Abducted and raped

Sudanese women are paying a particularly high price for the war that has now lasted more than six weeks. Sexual violence – committed by all parties – has skyrocketed. By Karim El-Gawhary

By Karim El-Gawhary

The war in Sudan has been going on now for more than six weeks. And as in any other war, women are paying a particularly high price. Reports of the rape and abduction of young women are mounting. The situation is particularly dramatic in and around the capital Khartoum. There, fierce fighting continues despite the agreed ceasefire.

Army chief Abdel Fatah Burhan and the head of the so-called RSF militia, Mohamed Hamdan Dagalo, also known as Hemedti, are fighting for sole control. It is a conflict that none of the warring parties has been able to win so far. Meanwhile, the civilian population and Sudan's women are forced to look on helplessly.

"What is happening to Sudanese women is a relentless vicious circle of violence from which there is no escape. Women are being raped again and again because the streets are not safe. Add to that the constant bombings," Suleima Ishaq tells Qantara.de. "No woman in Khartoum is safe," she sums up the situation.

Ishaq heads the Organisation to Combat Violence against Women in Khartoum, which looks after rape victims. Having tried many times to reach her so that she could comment on the situation of women in today's war in Sudan, she finally got back to me a few days ago via WhatsApp.

A market in ruins, El Geneina, West Darfur (image: -/AFP)
Sexual violence in times of war: women who work as day labourers or in the markets are particularly affected; they are especially vulnerable, says Suleima Ishaq, who heads the "Organisation to Combat Violence against Women" in Khartoum. These women are forced to continue working on the unsafe streets in order to survive

Eyewitnesses from the civilian neighbourhood committees

A phone call is not possible, nor is talking over the Internet, which rarely works anyway because of the constant power cuts, she writes back. But she can answer questions via WhatsApp provided the Internet works briefly in between.

She says that women who work as day labourers or in the markets are particularly affected; they are especially vulnerable, says Ishaq. These women are forced to continue working on the unsafe streets in order to survive. The fact that armed men repeatedly break into homes also exposes those who do not have to work outside to particular danger.

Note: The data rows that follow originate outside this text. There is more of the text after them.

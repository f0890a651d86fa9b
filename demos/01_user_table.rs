//! Example 01: User Table
//!
//! This example walks the user management table through a typical session:
//! add a user, search, filter, sort, page, select and bulk delete, then export.
//!
//! Run with: cargo run --example 01_user_table

use dashstore::export::{self, ExportFormat};
use dashstore::models::{User, UserForm, UserStatus};
use dashstore::{FileKv, Filter, FormOutcome, Store, Table};
use eyre::Result;

fn print_page(table: &Table<User, FileKv>) {
    let view = table.view();
    for user in &view.items {
        println!("   #{} {} <{}> {} {}", user.id, user.name, user.email, user.role, user.status);
    }
    println!("   {}", view.summary());
}

fn main() -> Result<()> {
    // Create a temporary directory for this example
    let temp_dir = tempfile::tempdir()?;

    println!("Dashstore User Table Example");
    println!("============================\n");
    println!("Data dir: {}\n", temp_dir.path().display());

    // A fresh store starts from the seed users and writes them out
    let store: Store<User, FileKv> = Store::open(FileKv::open(temp_dir.path())?)?;
    let mut table = Table::new(store);
    println!("1. OPEN - {} seeded users", table.store().len());
    print_page(&table);
    println!();

    // ADD through the form bridge
    println!("2. ADD - Submitting the add form...");
    table.begin_add();
    let form = UserForm {
        name: "Ann Lee".to_string(),
        email: "ann@example.com".to_string(),
        location: "Austin, USA".to_string(),
        ..UserForm::default()
    };
    let id = table.finish(FormOutcome::Submit(form))?;
    println!("   Added user {:?}\n", id);

    // EDIT: prefill, change one field, submit
    println!("3. EDIT - Promoting user 6 to Admin...");
    if let Some(mut form) = table.begin_edit(6) {
        form.role = "Admin".to_string();
        table.finish(FormOutcome::Submit(form))?;
    }
    println!();

    // SEARCH and FILTER
    println!("4. SEARCH - \"john\"");
    table.set_search("john");
    print_page(&table);

    println!("\n5. FILTER - status=Active, search cleared");
    table.set_search("");
    table.set_filter(Filter::only("status", UserStatus::Active.as_str()));
    print_page(&table);

    // SORT: clicking a header twice flips the direction
    println!("\n6. SORT - orders, twice");
    table.sort_by("orders");
    table.sort_by("orders");
    print_page(&table);

    // SELECT the visible page and delete it
    println!("\n7. BULK DELETE - every active user on this page");
    table.toggle_page_selected();
    println!("   Selected: {:?}", table.selection().ids());
    let removed = table.bulk_delete(&|prompt: &str| {
        println!("   {} yes", prompt);
        true
    })?;
    println!("   Removed {}\n", removed);

    // The collection on disk reflects every change
    let reopened: Store<User, FileKv> = Store::open(FileKv::open(temp_dir.path())?)?;
    println!("8. REOPEN - {} users remain on disk", reopened.len());

    // EXPORT
    println!("\n9. EXPORT - {}", export::file_name::<User>(ExportFormat::Csv));
    print!("{}", export::to_csv(reopened.records()));

    println!("\nExample completed successfully!");
    Ok(())
}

The militias set up their positions in the houses or spend the night there. If the militiamen leave the women alone, criminal gangs often take their chances in the houses that have been broken into later. Ishaq knows of at least three cases of brutal gang rape.

"Sexual assaults have increased, as have abductions of young women. Eyewitnesses from the civilian neighbourhood committees tell us that sexual violence has hit a record high," says Ishaq, describing the situation in Khartoum. "Our problem is that most of the time we are not informed. Otherwise we could help the women and advise them on how to behave and what reasonably safe route they should take to escape from the area." This, she says, is the biggest challenge for her organisation.

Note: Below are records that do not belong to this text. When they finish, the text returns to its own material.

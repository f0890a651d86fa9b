// Key-value persistence backends for record collections

use eyre::{Context, Result, eyre};
use fs2::FileExt;
use rusqlite::{Connection, OptionalExtension};
use std::collections::HashMap;
use std::fs;
use std::io::Write;
use std::path::{Path, PathBuf};
use tracing::debug;

/// Storage contract for collections: one JSON document per key
pub trait KeyValueStore {
    /// Read the JSON text stored under `key`, if any
    fn get(&self, key: &str) -> Result<Option<String>>;

    /// Replace the JSON text stored under `key`
    fn set(&mut self, key: &str, value: &str) -> Result<()>;
}

impl<K: KeyValueStore + ?Sized> KeyValueStore for Box<K> {
    fn get(&self, key: &str) -> Result<Option<String>> {
        (**self).get(key)
    }

    fn set(&mut self, key: &str, value: &str) -> Result<()> {
        (**self).set(key, value)
    }
}

/// Validate a storage key
///
/// Keys become file names and table keys, so they are restricted to
/// alphanumerics plus `_` and `-`.
pub fn validate_key(key: &str) -> Result<()> {
    if key.is_empty() {
        return Err(eyre!("Storage key cannot be empty"));
    }
    if key.len() > 64 {
        return Err(eyre!("Storage key too long: {} (max 64 chars)", key));
    }
    if !key.chars().all(|c| c.is_alphanumeric() || c == '_' || c == '-') {
        return Err(eyre!("Invalid storage key: {} (must be alphanumeric with _/-)", key));
    }
    Ok(())
}

// ============================================================================
// In-memory
// ============================================================================

/// In-memory store, used by tests and demos
#[derive(Debug, Default, Clone)]
pub struct MemoryKv {
    entries: HashMap<String, String>,
    writes: usize,
}

impl MemoryKv {
    pub fn new() -> Self {
        Self::default()
    }

    /// Pre-populate a key without counting it as a write
    pub fn with_entry(mut self, key: &str, value: &str) -> Self {
        self.entries.insert(key.to_string(), value.to_string());
        self
    }

    /// Number of `set` calls made so far
    pub fn writes(&self) -> usize {
        self.writes
    }
}

impl KeyValueStore for MemoryKv {
    fn get(&self, key: &str) -> Result<Option<String>> {
        Ok(self.entries.get(key).cloned())
    }

    fn set(&mut self, key: &str, value: &str) -> Result<()> {
        validate_key(key)?;
        self.entries.insert(key.to_string(), value.to_string());
        self.writes += 1;
        Ok(())
    }
}

// ============================================================================
// Directory of JSON files
// ============================================================================

/// One `<key>.json` file per key inside a directory
pub struct FileKv {
    dir: PathBuf,
}

impl FileKv {
    /// Open (creating if needed) a file store rooted at `dir`
    pub fn open<P: AsRef<Path>>(dir: P) -> Result<Self> {
        let dir = dir.as_ref().to_path_buf();
        fs::create_dir_all(&dir).context("Failed to create data directory")?;
        Ok(Self { dir })
    }

    pub fn dir(&self) -> &Path {
        &self.dir
    }

    fn path_for(&self, key: &str) -> PathBuf {
        self.dir.join(format!("{}.json", key))
    }
}

impl KeyValueStore for FileKv {
    fn get(&self, key: &str) -> Result<Option<String>> {
        validate_key(key)?;
        let path = self.path_for(key);
        if !path.exists() {
            return Ok(None);
        }
        let text = fs::read_to_string(&path).with_context(|| format!("Failed to read {}", path.display()))?;
        Ok(Some(text))
    }

    fn set(&mut self, key: &str, value: &str) -> Result<()> {
        validate_key(key)?;

        let lock = fs::OpenOptions::new()
            .create(true)
            .truncate(false)
            .write(true)
            .open(self.dir.join(".lock"))
            .context("Failed to open lock file")?;

        // Held until `lock` is dropped
        lock.lock_exclusive().context("Failed to acquire file lock")?;

        let path = self.path_for(key);
        let tmp = self.dir.join(format!("{}.json.tmp", key));
        {
            let mut file = fs::File::create(&tmp).context("Failed to create temp file")?;
            file.write_all(value.as_bytes())?;
            file.sync_all()?;
        }
        fs::rename(&tmp, &path).with_context(|| format!("Failed to replace {}", path.display()))?;

        debug!(key, bytes = value.len(), path = ?path, "FileKv::set: written");
        Ok(())
    }
}

// ============================================================================
// SQLite
// ============================================================================

/// Single-table SQLite store
pub struct SqliteKv {
    db: Connection,
}

impl SqliteKv {
    /// Open or create a database file
    pub fn open<P: AsRef<Path>>(path: P) -> Result<Self> {
        if let Some(parent) = path.as_ref().parent() {
            fs::create_dir_all(parent).context("Failed to create data directory")?;
        }
        let db = Connection::open(path.as_ref()).context("Failed to open SQLite database")?;
        Self::with_connection(db)
    }

    pub fn open_in_memory() -> Result<Self> {
        let db = Connection::open_in_memory().context("Failed to open in-memory SQLite database")?;
        Self::with_connection(db)
    }

    fn with_connection(db: Connection) -> Result<Self> {
        db.execute_batch(
            r#"
            CREATE TABLE IF NOT EXISTS kv (
                key TEXT PRIMARY KEY,
                value TEXT NOT NULL,
                updated_at INTEGER NOT NULL
            );
            "#,
        )?;
        Ok(Self { db })
    }

    /// Last write time for a key (milliseconds since epoch)
    pub fn updated_at(&self, key: &str) -> Result<Option<i64>> {
        let ts = self
            .db
            .query_row("SELECT updated_at FROM kv WHERE key = ?1", [key], |row| row.get(0))
            .optional()?;
        Ok(ts)
    }
}

impl KeyValueStore for SqliteKv {
    fn get(&self, key: &str) -> Result<Option<String>> {
        let value = self
            .db
            .query_row("SELECT value FROM kv WHERE key = ?1", [key], |row| row.get(0))
            .optional()?;
        Ok(value)
    }

    fn set(&mut self, key: &str, value: &str) -> Result<()> {
        validate_key(key)?;
        self.db.execute(
            "INSERT OR REPLACE INTO kv (key, value, updated_at) VALUES (?1, ?2, ?3)",
            rusqlite::params![key, value, now_ms()],
        )?;
        debug!(key, bytes = value.len(), "SqliteKv::set: written");
        Ok(())
    }
}

// Helper function for timestamps
pub fn now_ms() -> i64 {
    use std::time::{SystemTime, UNIX_EPOCH};
    SystemTime::now()
        .duration_since(UNIX_EPOCH)
        .map(|d| d.as_millis() as i64)
        .unwrap_or(0)
}

#[cfg(test)]
mod tests {
    use super::*;
    use tempfile::TempDir;

    #[test]
    fn test_validate_key() {
        // Valid
        assert!(validate_key("users-data").is_ok());
        assert!(validate_key("kanban_tasks").is_ok());

        // Invalid
        assert!(validate_key("").is_err());
        assert!(validate_key("../escape").is_err());
        assert!(validate_key(&"a".repeat(65)).is_err());
    }

    #[test]
    fn test_memory_kv_counts_writes() {
        let mut kv = MemoryKv::new().with_entry("users-data", "[]");
        assert_eq!(kv.writes(), 0);
        assert_eq!(kv.get("users-data").unwrap().as_deref(), Some("[]"));

        kv.set("users-data", "[1]").unwrap();
        assert_eq!(kv.writes(), 1);
        assert_eq!(kv.get("users-data").unwrap().as_deref(), Some("[1]"));
        assert!(kv.get("chart-data").unwrap().is_none());
    }

    #[test]
    fn test_file_kv_roundtrip() {
        let temp = TempDir::new().unwrap();
        let mut kv = FileKv::open(temp.path().join("data")).unwrap();

        assert!(kv.get("calendar-events").unwrap().is_none());
        kv.set("calendar-events", r#"[{"id":1}]"#).unwrap();
        kv.set("calendar-events", r#"[{"id":2}]"#).unwrap();

        assert_eq!(kv.get("calendar-events").unwrap().as_deref(), Some(r#"[{"id":2}]"#));
        assert!(temp.path().join("data/calendar-events.json").exists());
        assert!(!temp.path().join("data/calendar-events.json.tmp").exists());
    }

    #[test]
    fn test_file_kv_rejects_path_keys() {
        let temp = TempDir::new().unwrap();
        let mut kv = FileKv::open(temp.path()).unwrap();
        assert!(kv.set("../outside", "[]").is_err());
        assert!(kv.get("a/b").is_err());
    }

    #[test]
    fn test_sqlite_kv_roundtrip() {
        let temp = TempDir::new().unwrap();
        let path = temp.path().join("dash.db");

        {
            let mut kv = SqliteKv::open(&path).unwrap();
            kv.set("chart-data", "[]").unwrap();
            assert!(kv.updated_at("chart-data").unwrap().is_some());
        }

        // Survives reopen
        let kv = SqliteKv::open(&path).unwrap();
        assert_eq!(kv.get("chart-data").unwrap().as_deref(), Some("[]"));
        assert!(kv.get("users-data").unwrap().is_none());
    }

    #[test]
    fn test_boxed_kv_delegates() {
        let mut kv: Box<dyn KeyValueStore> = Box::new(SqliteKv::open_in_memory().unwrap());
        kv.set("users-data", "[]").unwrap();
        assert_eq!(kv.get("users-data").unwrap().as_deref(), Some("[]"));
    }
}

Healthcare for the women is also difficult, she says. Most of the areas around the hospitals are controlled by armed groups, she says, and even if the hospitals are still functioning, they are difficult to access.

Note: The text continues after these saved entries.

impl Record for User {
    type Payload = UserForm;

    fn id(&self) -> u64 {
        self.id
    }

    fn storage_key() -> &'static str {
        "users-data"
    }

    fn export_stem() -> &'static str {
        "users"
    }

    fn noun() -> &'static str {
        "user"
    }

    fn field(&self, name: &str) -> Option<FieldValue> {
        let value = match name {
            "id" => FieldValue::Number(self.id as f64),
            "name" => self.name.as_str().into(),
            "email" => self.email.as_str().into(),
            "phone" => self.phone.as_str().into(),
            "role" => self.role.as_str().into(),
            "status" => self.status.as_str().into(),
            "lastLogin" => self.last_login.into(),
            "orders" => self.orders.into(),
            "location" => self.location.as_str().into(),
            "joinDate" => self.join_date.into(),
            _ => return None,
        };
        Some(value)
    }

    fn searchable_fields() -> &'static [&'static str] {
        &["name", "email", "role", "location"]
    }

    fn columns() -> &'static [&'static str] {
        &["id", "name", "email", "role", "status", "lastLogin", "orders", "location"]
    }

    fn default_sort() -> &'static str {
        "name"
    }

    fn from_payload(id: u64, form: UserForm, today: NaiveDate) -> Self {
        Self {
            id,
            name: form.name,
            email: form.email,
            phone: form.phone,
            role: form.role,
            status: form.status,
            last_login: today,
            orders: form.orders,
            location: form.location,
            join_date: today,
        }
    }

    fn apply(&mut self, form: UserForm, today: NaiveDate) {
        self.name = form.name;
        self.email = form.email;
        self.phone = form.phone;
        self.role = form.role;
        self.status = form.status;
        self.orders = form.orders;
        self.location = form.location;
        self.last_login = today;
    }

    fn to_payload(&self) -> UserForm {
        UserForm {
            name: self.name.clone(),
            email: self.email.clone(),
            phone: self.phone.clone(),
            role: self.role.clone(),
            status: self.status,
            orders: self.orders,
            location: self.location.clone(),
        }
    }

    fn seed() -> Vec<Self> {
        seed_users()
    }
}
use contracts::system::auth::routing::{login_url_returning_to, CART_PATH, CATALOG_PATH};
use leptos::prelude::*;

use crate::domain::a002_cart::context::use_cart;
use crate::shared::icons::icon;
use crate::system::auth::context::use_auth;

#[component]
#[allow(non_snake_case)]
pub fn CartPage() -> impl IntoView {
    let (auth_state, _) = use_auth();
    let cart = use_cart();
    let signed_in = move || auth_state.with(|s| s.is_authenticated());

    view! {
        <div class="page cart-page">
            <div class="header">
                <div class="header__content">
                    {icon("shopping-cart")}
                    <h1 class="header__title">"Your cart"</h1>
                </div>
            </div>

            <Show
                when=signed_in
                fallback=|| view! {
                    <p>
                        <a href=login_url_returning_to(CART_PATH)>"Sign in"</a>
                        " to see your cart."
                    </p>
                }
            >
                {move || match cart.count.get() {
                    0 => view! {
                        <p>
                            "Your cart is empty. "
                            <a href=CATALOG_PATH>"Browse the catalog"</a>
                        </p>
                    }.into_any(),
                    1 => view! { <p>"You have 1 item in your cart."</p> }.into_any(),
                    n => view! { <p>{format!("You have {} items in your cart.", n)}</p> }.into_any(),
                }}
            </Show>
        </div>
    }
}
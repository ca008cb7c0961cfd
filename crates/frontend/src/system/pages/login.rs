use contracts::system::auth::routing::REDIRECT_TO_KEY;
use contracts::system::auth::LoginRequest;
use leptos::prelude::*;
use leptos::task::spawn_local;
use leptos_router::hooks::use_query_map;

use crate::shared::navigator::RouterNavigator;
use crate::system::auth::context::{establish_session, use_auth};
use crate::system::auth::flow::{authenticate, AuthOutcome};
use crate::system::auth::api;

#[component]
pub fn LoginPage() -> impl IntoView {
    let (username, set_username) = signal(String::new());
    let (password, set_password) = signal(String::new());
    let (error_message, set_error_message) = signal(Option::<String>::None);
    let (unexpected_error, set_unexpected_error) = signal(Option::<String>::None);
    let (is_loading, set_is_loading) = signal(false);

    let (_, set_auth_state) = use_auth();
    let query = use_query_map();
    let navigator = RouterNavigator::new();

    let on_submit = move |ev: leptos::ev::SubmitEvent| {
        ev.prevent_default();
        if is_loading.get_untracked() {
            return;
        }

        let request = LoginRequest {
            username: username.get_untracked(),
            password: password.get_untracked(),
        };
        let redirect_to = query.with_untracked(|q| q.get(REDIRECT_TO_KEY));
        let navigator = navigator.clone();

        set_is_loading.set(true);
        set_error_message.set(None);
        set_unexpected_error.set(None);

        spawn_local(async move {
            let outcome = authenticate(
                api::login(&request),
                &navigator,
                redirect_to.as_deref(),
                |response| establish_session(set_auth_state, response),
            )
            .await;

            match outcome {
                Ok(AuthOutcome::Redirected(_)) => {}
                Ok(AuthOutcome::Rejected(error)) => set_error_message.set(Some(error.to_string())),
                Err(error) => set_unexpected_error.set(Some(error.user_message())),
            }
            set_is_loading.set(false);
        });
    };

    view! {
        <div class="login-container">
            <div class="login-box">
                <h1>"Artisan Market"</h1>
                <h2>"Sign in"</h2>

                <Show when=move || error_message.get().is_some()>
                    <div class="error-message">
                        {move || error_message.get().unwrap_or_default()}
                    </div>
                </Show>

                <Show when=move || unexpected_error.get().is_some()>
                    <div class="warning-box">
                        <span class="warning-box__icon">"⚠"</span>
                        <span class="warning-box__text">
                            {move || unexpected_error.get().unwrap_or_default()}
                        </span>
                    </div>
                </Show>

                <form on:submit=on_submit>
                    <div class="form-group">
                        <label for="username">"Username"</label>
                        <input
                            type="text"
                            id="username"
                            autocomplete="username"
                            value=move || username.get()
                            on:input=move |ev| set_username.set(event_target_value(&ev))
                            required
                            disabled=move || is_loading.get()
                        />
                    </div>

                    <div class="form-group">
                        <label for="password">"Password"</label>
                        <input
                            type="password"
                            id="password"
                            autocomplete="current-password"
                            value=move || password.get()
                            on:input=move |ev| set_password.set(event_target_value(&ev))
                            required
                            disabled=move || is_loading.get()
                        />
                    </div>

                    <button
                        type="submit"
                        class="btn-primary"
                        disabled=move || is_loading.get()
                    >
                        {move || if is_loading.get() { "Signing in..." } else { "Sign in" }}
                    </button>
                </form>
            </div>
        </div>
    }
}
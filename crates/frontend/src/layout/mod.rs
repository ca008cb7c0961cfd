pub mod header;
pub mod nav;

use header::Header;
use leptos::prelude::*;

/// Page frame: header with navigation above the routed content.
#[component]
pub fn Shell(children: Children) -> impl IntoView {
    view! {
        <div class="app-layout">
            <Header />
            <main class="app-main">
                {children()}
            </main>
        </div>
    }
}
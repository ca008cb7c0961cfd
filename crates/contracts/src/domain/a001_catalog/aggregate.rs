use serde::{Deserialize, Serialize};

/// Product category shown in the filter sidebar.
#[derive(Debug, Clone, PartialEq, Eq, Serialize, Deserialize)]
pub struct Category {
    pub category_id: String,
    pub category_name: String,
}

/// Artisan selling on the storefront.
#[derive(Debug, Clone, PartialEq, Eq, Serialize, Deserialize)]
pub struct Seller {
    pub id: String,
    pub name: String,
}

#[derive(Debug, Clone, PartialEq, Serialize, Deserialize)]
pub struct Product {
    pub id: String,
    pub name: String,
    pub description: String,
    pub category_id: String,
    pub seller_id: String,
    /// Price in cents
    pub price_cents: u64,
    pub image_url: Option<String>,
}

impl Product {
    /// "$12.50" style price for display.
    pub fn display_price(&self) -> String {
        format!("${}.{:02}", self.price_cents / 100, self.price_cents % 100)
    }
}

#[cfg(test)]
mod tests {
    use super::*;

    #[test]
    fn test_display_price() {
        let p = Product {
            id: "p1".into(),
            name: "Mug".into(),
            description: String::new(),
            category_id: "pottery".into(),
            seller_id: "s1".into(),
            price_cents: 7_499,
            image_url: None,
        };
        assert_eq!(p.display_price(), "$74.99");
    }
}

"Many women in Khartoum urgently need help in health centres, not only for childbirth. But these have either been shelled or are occupied by armed men. Many women bleed to death during childbirth, some are having miscarriages because of the traumatic war situation," Ishaq reports.  He says it is also difficult for rape victims to find help. "Where we can offer help changes every day depending on the state of the fighting," the psychotherapist describes her work.

Meanwhile, 1.4 million people are on the run, most of them still within Sudan's borders. Sometimes men will simply leave their wives behind, Ishaq says. Other times, husbands, brothers or fathers go missing, having either left home to run errands and perished, or been arrested at a roadblock.

This puts the women and children in a particularly precarious position. "They are particularly vulnerable to any attacks and exploitation, and they also run the risk of becoming victims of people smugglers," Ishaq warns. The people smugglers gave them false hopes, claiming to take them to a safe place. Women with no papers are especially affected. For these women, she says, the risk of falling victim to human traffickers is particularly high.